# Fajita Question



## DampCharcoal (Mar 30, 2005)

I'm pretty sure that we've beat this topic to death in the past but I thought I'd ressurect it. I wasn't sure where to post it but since I'm grilling the steak, here it is. The question is, how can I get the most authentic flavor? I refuse to use the seasoning packets.


----------



## Raine (Mar 30, 2005)

*Authentic Fajita Seasoning Recipe*

Authentic Fajita Seasoning Recipe

Ingredients: 
1/2 cup Water 
1/4 cup Lemon Juice 
2 clove Garlic, crushed 
1 tbsp. Worcestershire Sauce 
1/2 tsp. Oregano 
1/2 tsp. ground Cumin 
2 tsp. Brown Sugar 
dash of Tabasco 
1/8 tsp. Liquid Smoke  

Directions: 
Place all ingredients in a glass bowl and blend


----------



## Raine (Mar 30, 2005)

*Carlos' Fajitas*

From one of my TX cooking buddies.

Carlos' Fajitas 

4 cups soy sauce 
1 cup brown sugar; packed 
1 teaspoon garlic powder 
1 teaspoon onion powder 
1/2 cup lemon juice; freshly squeezed 
4 teaspoons ginger; ground 
1 pound beef skirt steak;; (about 3/4 inch 
-- thick) 
1 single flour tortillas; warmed 

In a 2 quart jar, combine soy sauce, brown sugar, garlic and onion powders, lemon juice and ginger. Tighten lid on jar and shake to mix well and dissovle sugar. Let marinade stand in sealed jar, refrigerated, overnight. Place beef in a glass baking dish and pour as much marinade as needed over beef; marinate 3 hours to overnight in refrigerator in sealed container. Refrigerate remaining marinade for another use. Remove beef from marinade and grill over very hot coals for a short time; it should take only about 10 minutes per steak if meat is 3/4 inch thick or less. Brush meat with marinade two or three times while cooking. To serve, chop meat with a cleaver into bite size pieces.
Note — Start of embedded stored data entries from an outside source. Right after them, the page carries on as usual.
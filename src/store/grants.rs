//! Resource permission grants.
//!
//! System and custom permissions live in parallel tables (`*_Sys` keyed by
//! system permission id, the others keyed by `ResourceClassPermission.PermissionId`).
//! [`GrantLookup`] describes one family of tables; both families share the
//! query and update logic through the trait's provided methods.

use async_trait::async_trait;
use sqlx::sqlite::SqliteRow;
use sqlx::{QueryBuilder, Sqlite, SqliteConnection};

use crate::db::row_parsers::{grant_from_row, id_column, system_permission_column, text_column, GrantRow};
use crate::db::sql::push_in_list;
use crate::errors::AccessResult;
use crate::models::permission::PermissionName;
use crate::models::resource::{DomainId, ResourceClassId, ResourceId};

/// Which grants to read.
#[derive(Debug, Clone, Copy)]
pub enum GrantScope<'a> {
    /// Grants on one resource instance.
    Resource(ResourceId),
    /// Global grants on a resource class in any of the listed domains.
    Global {
        resource_class_id: ResourceClassId,
        domain_ids: &'a [DomainId],
    },
}

/// Which grant row to write.
#[derive(Debug, Clone, Copy)]
pub enum GrantTarget {
    Resource {
        resource_id: ResourceId,
        resource_class_id: ResourceClassId,
    },
    Global {
        resource_class_id: ResourceClassId,
        domain_id: DomainId,
    },
}

#[derive(Debug, Clone, Copy, PartialEq, Eq)]
pub enum Table {
    Instance,
    Global,
}

#[async_trait]
pub trait GrantLookup: Send + Sync {
    fn table(&self, table: Table) -> &'static str;

    /// Column holding the permission id.
    fn permission_column(&self) -> &'static str;

    /// Tail of the select list plus the `FROM` clause: whatever
    /// [`GrantLookup::decode`] reads, over `table` aliased as `g`.
    fn select_from(&self, table: Table) -> String;

    fn decode(&self, row: &SqliteRow) -> AccessResult<PermissionName>;

    /// Grants held by any of `accessors` in `scope`.
    ///
    /// `GrantRow::scope_id` is the accessed resource for instance grants and the
    /// accessed domain for global grants.
    async fn find(
        &self,
        conn: &mut SqliteConnection,
        accessors: &[ResourceId],
        scope: GrantScope<'_>,
    ) -> AccessResult<Vec<GrantRow<PermissionName>>> {
        let (table, scope_column) = match scope {
            GrantScope::Resource(_) => (Table::Instance, "AccessedResourceId"),
            GrantScope::Global { .. } => (Table::Global, "AccessedDomainId"),
        };

        let mut builder: QueryBuilder<Sqlite> =
            QueryBuilder::new("SELECT g.AccessorResourceId AS AccessorResourceId, g.IsWithGrant AS IsWithGrant, ");
        builder.push(format!("g.{scope_column} AS {scope_column}, "));
        builder.push(self.select_from(table));
        builder.push(" WHERE ");
        match scope {
            GrantScope::Resource(resource_id) => {
                builder.push("g.AccessedResourceId = ");
                builder.push_bind(resource_id);
            }
            GrantScope::Global {
                resource_class_id,
                domain_ids,
            } => {
                builder.push("g.ResourceClassId = ");
                builder.push_bind(resource_class_id);
                builder.push(" AND ");
                push_in_list(&mut builder, "g.AccessedDomainId", domain_ids.iter().copied());
            }
        }
        builder.push(" AND ");
        push_in_list(&mut builder, "g.AccessorResourceId", accessors.iter().copied());

        let rows = builder.build().fetch_all(&mut *conn).await?;
        rows.iter()
            .map(|row| grant_from_row(row, scope_column, |row| self.decode(row)))
            .collect()
    }

    /// Accessed resources of `resource_class_id` on which any of `accessors`
    /// directly holds `permission_id` (with grant option when `with_grant`).
    async fn find_accessed(
        &self,
        conn: &mut SqliteConnection,
        accessors: &[ResourceId],
        resource_class_id: ResourceClassId,
        permission_id: i64,
        with_grant: bool,
    ) -> AccessResult<Vec<ResourceId>> {
        let mut builder: QueryBuilder<Sqlite> = QueryBuilder::new("SELECT DISTINCT AccessedResourceId FROM ");
        builder.push(self.table(Table::Instance));
        builder.push(" WHERE ResourceClassId = ");
        builder.push_bind(resource_class_id);
        builder.push(" AND ");
        builder.push(self.permission_column());
        builder.push(" = ");
        builder.push_bind(permission_id);
        if with_grant {
            builder.push(" AND IsWithGrant = 1");
        }
        builder.push(" AND ");
        push_in_list(&mut builder, "AccessorResourceId", accessors.iter().copied());

        let rows = builder.build().fetch_all(&mut *conn).await?;
        rows.iter().map(|row| id_column(row, "AccessedResourceId")).collect()
    }

    /// Domains in which any of `accessors` holds a global grant of
    /// `permission_id` on `resource_class_id`.
    async fn find_global_domains(
        &self,
        conn: &mut SqliteConnection,
        accessors: &[ResourceId],
        resource_class_id: ResourceClassId,
        permission_id: i64,
        with_grant: bool,
    ) -> AccessResult<Vec<DomainId>> {
        let mut builder: QueryBuilder<Sqlite> = QueryBuilder::new("SELECT DISTINCT AccessedDomainId FROM ");
        builder.push(self.table(Table::Global));
        builder.push(" WHERE ResourceClassId = ");
        builder.push_bind(resource_class_id);
        builder.push(" AND ");
        builder.push(self.permission_column());
        builder.push(" = ");
        builder.push_bind(permission_id);
        if with_grant {
            builder.push(" AND IsWithGrant = 1");
        }
        builder.push(" AND ");
        push_in_list(&mut builder, "AccessorResourceId", accessors.iter().copied());

        let rows = builder.build().fetch_all(&mut *conn).await?;
        rows.iter().map(|row| id_column(row, "AccessedDomainId")).collect()
    }

    async fn insert(
        &self,
        conn: &mut SqliteConnection,
        accessor: ResourceId,
        grantor: ResourceId,
        target: GrantTarget,
        permission_id: i64,
        with_grant: bool,
    ) -> AccessResult<()> {
        let (table, scope_column, scope_id, resource_class_id) = target_columns(target);
        let sql = format!(
            "INSERT INTO {} (AccessorResourceId, GrantorResourceId, {scope_column}, ResourceClassId, {}, IsWithGrant) \
             VALUES (?, ?, ?, ?, ?, ?)",
            self.table(table),
            self.permission_column(),
        );
        sqlx::query(&sql)
            .bind(accessor)
            .bind(grantor)
            .bind(scope_id)
            .bind(resource_class_id)
            .bind(permission_id)
            .bind(with_grant)
            .execute(&mut *conn)
            .await?;
        Ok(())
    }

    /// Change the grant option (and record the new grantor) of an existing grant.
    async fn update(
        &self,
        conn: &mut SqliteConnection,
        accessor: ResourceId,
        grantor: ResourceId,
        target: GrantTarget,
        permission_id: i64,
        with_grant: bool,
    ) -> AccessResult<()> {
        let (table, scope_column, scope_id, resource_class_id) = target_columns(target);
        let sql = format!(
            "UPDATE {} SET GrantorResourceId = ?, IsWithGrant = ? \
             WHERE AccessorResourceId = ? AND {scope_column} = ? AND ResourceClassId = ? AND {} = ?",
            self.table(table),
            self.permission_column(),
        );
        sqlx::query(&sql)
            .bind(grantor)
            .bind(with_grant)
            .bind(accessor)
            .bind(scope_id)
            .bind(resource_class_id)
            .bind(permission_id)
            .execute(&mut *conn)
            .await?;
        Ok(())
    }

    async fn delete(
        &self,
        conn: &mut SqliteConnection,
        accessor: ResourceId,
        target: GrantTarget,
        permission_id: i64,
    ) -> AccessResult<()> {
        let (table, scope_column, scope_id, resource_class_id) = target_columns(target);
        let sql = format!(
            "DELETE FROM {} WHERE AccessorResourceId = ? AND {scope_column} = ? AND ResourceClassId = ? AND {} = ?",
            self.table(table),
            self.permission_column(),
        );
        sqlx::query(&sql)
            .bind(accessor)
            .bind(scope_id)
            .bind(resource_class_id)
            .bind(permission_id)
            .execute(&mut *conn)
            .await?;
        Ok(())
    }
}

fn target_columns(target: GrantTarget) -> (Table, &'static str, i64, ResourceClassId) {
    match target {
        GrantTarget::Resource {
            resource_id,
            resource_class_id,
        } => (Table::Instance, "AccessedResourceId", resource_id, resource_class_id),
        GrantTarget::Global {
            resource_class_id,
            domain_id,
        } => (Table::Global, "AccessedDomainId", domain_id, resource_class_id),
    }
}

/// `*INHERIT`, `*QUERY` and the other built-in resource permissions.
#[derive(Debug, Clone, Copy, Default)]
pub struct SystemGrants;

/// Permissions defined per resource class.
#[derive(Debug, Clone, Copy, Default)]
pub struct CustomGrants;

#[async_trait]
impl GrantLookup for SystemGrants {
    fn table(&self, table: Table) -> &'static str {
        match table {
            Table::Instance => "Grant_ResPerm_Sys",
            Table::Global => "Grant_Global_ResPerm_Sys",
        }
    }

    fn permission_column(&self) -> &'static str {
        "SysPermissionId"
    }

    fn select_from(&self, table: Table) -> String {
        format!("g.SysPermissionId AS SysPermissionId FROM {} g", self.table(table))
    }

    fn decode(&self, row: &SqliteRow) -> AccessResult<PermissionName> {
        Ok(PermissionName::System(system_permission_column(row, "SysPermissionId")?))
    }
}

#[async_trait]
impl GrantLookup for CustomGrants {
    fn table(&self, table: Table) -> &'static str {
        match table {
            Table::Instance => "Grant_ResPerm",
            Table::Global => "Grant_Global_ResPerm",
        }
    }

    fn permission_column(&self) -> &'static str {
        "PermissionId"
    }

    fn select_from(&self, table: Table) -> String {
        format!(
            "p.PermissionName AS PermissionName FROM {} g JOIN ResourceClassPermission p ON p.PermissionId = g.PermissionId",
            self.table(table)
        )
    }

    fn decode(&self, row: &SqliteRow) -> AccessResult<PermissionName> {
        Ok(PermissionName::Custom(text_column(row, "PermissionName")?))
    }
}

/// Both grant families, for reads that need every permission kind.
pub const ALL_GRANTS: [&dyn GrantLookup; 2] = [&SystemGrants, &CustomGrants];

/// The grant family that stores `name`.
pub fn grants_for(name: &PermissionName) -> &'static dyn GrantLookup {
    match name {
        PermissionName::System(_) => &SystemGrants,
        PermissionName::Custom(_) => &CustomGrants,
    }
}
Fold into warm flour tortillas and serve with Pico de Gallo, picante sauce and or guacamole.


----------



## DampCharcoal (Mar 30, 2005)

You're the best, Rainee, I knew I could count on you!


----------



## Alix (Mar 30, 2005)

DampCharcoal said:
			
		

> I'm pretty sure that we've beat this topic to death in the past but I thought I'd ressurect it. I wasn't sure where to post it but since I'm grilling the steak, here it is. The question is, how can I get the most authentic flavor? I refuse to use the seasoning packets.


 
I soak mine in some broth with some chili flakes, and minced garlic in it. I don't add onions to the flavour there because of course you use onions later. I don't know how authentic it is, but it tastes mighty fine!


----------



## DampCharcoal (Mar 30, 2005)

Thanks, Alix!!!


----------



## DampCharcoal (Mar 30, 2005)

I just finished making the fajitas using Rainee's Authentic Fajita Seasoning recipe and the results are as such: The flavor is right on but very subtle. I only marinated the round tip steak (no skirt steak at the store) for about 2 hours. It probably would have been much more flavorful had I marinated overnight. I'm happy, tho! Thanks again, Rainee!


----------



## Raine (Mar 30, 2005)

Thanks for the results. 

Sure, no problem. Always glad when a recipe works out for folks.


----------



## lindatooo (Mar 30, 2005)

I'm  marinating for Carne Adobada as we speak...fingers crossed...I'll let you know!



2


----------



## Michael in FtW (Mar 30, 2005)

Rainee has a great recipe ... but next time try replacing the water with plain pure or lite olive oil (or a vegetable oil that on the label lists among it's ingredients mono- and diglycerides), and replace the lemon juice with lime ... and let it marinade 3-hours at room temp or in the 'fridge 12-hours, or overnight.


----------



## DampCharcoal (Mar 31, 2005)

I'll try that, Michael! Thanks! I also wonder if a teaspoon of salt wouldn't hurt.


----------



## htc (Mar 31, 2005)

My Mexican friend gave me a "recipe", just juse fresh lime juice, minced garlic & chili powder. I didn't really measure, just cut up the mean, juiced one lime and a couple spoonfuls of chili powder and lots of garlic (I LOVE garlic).  It was simple and tasted great!


----------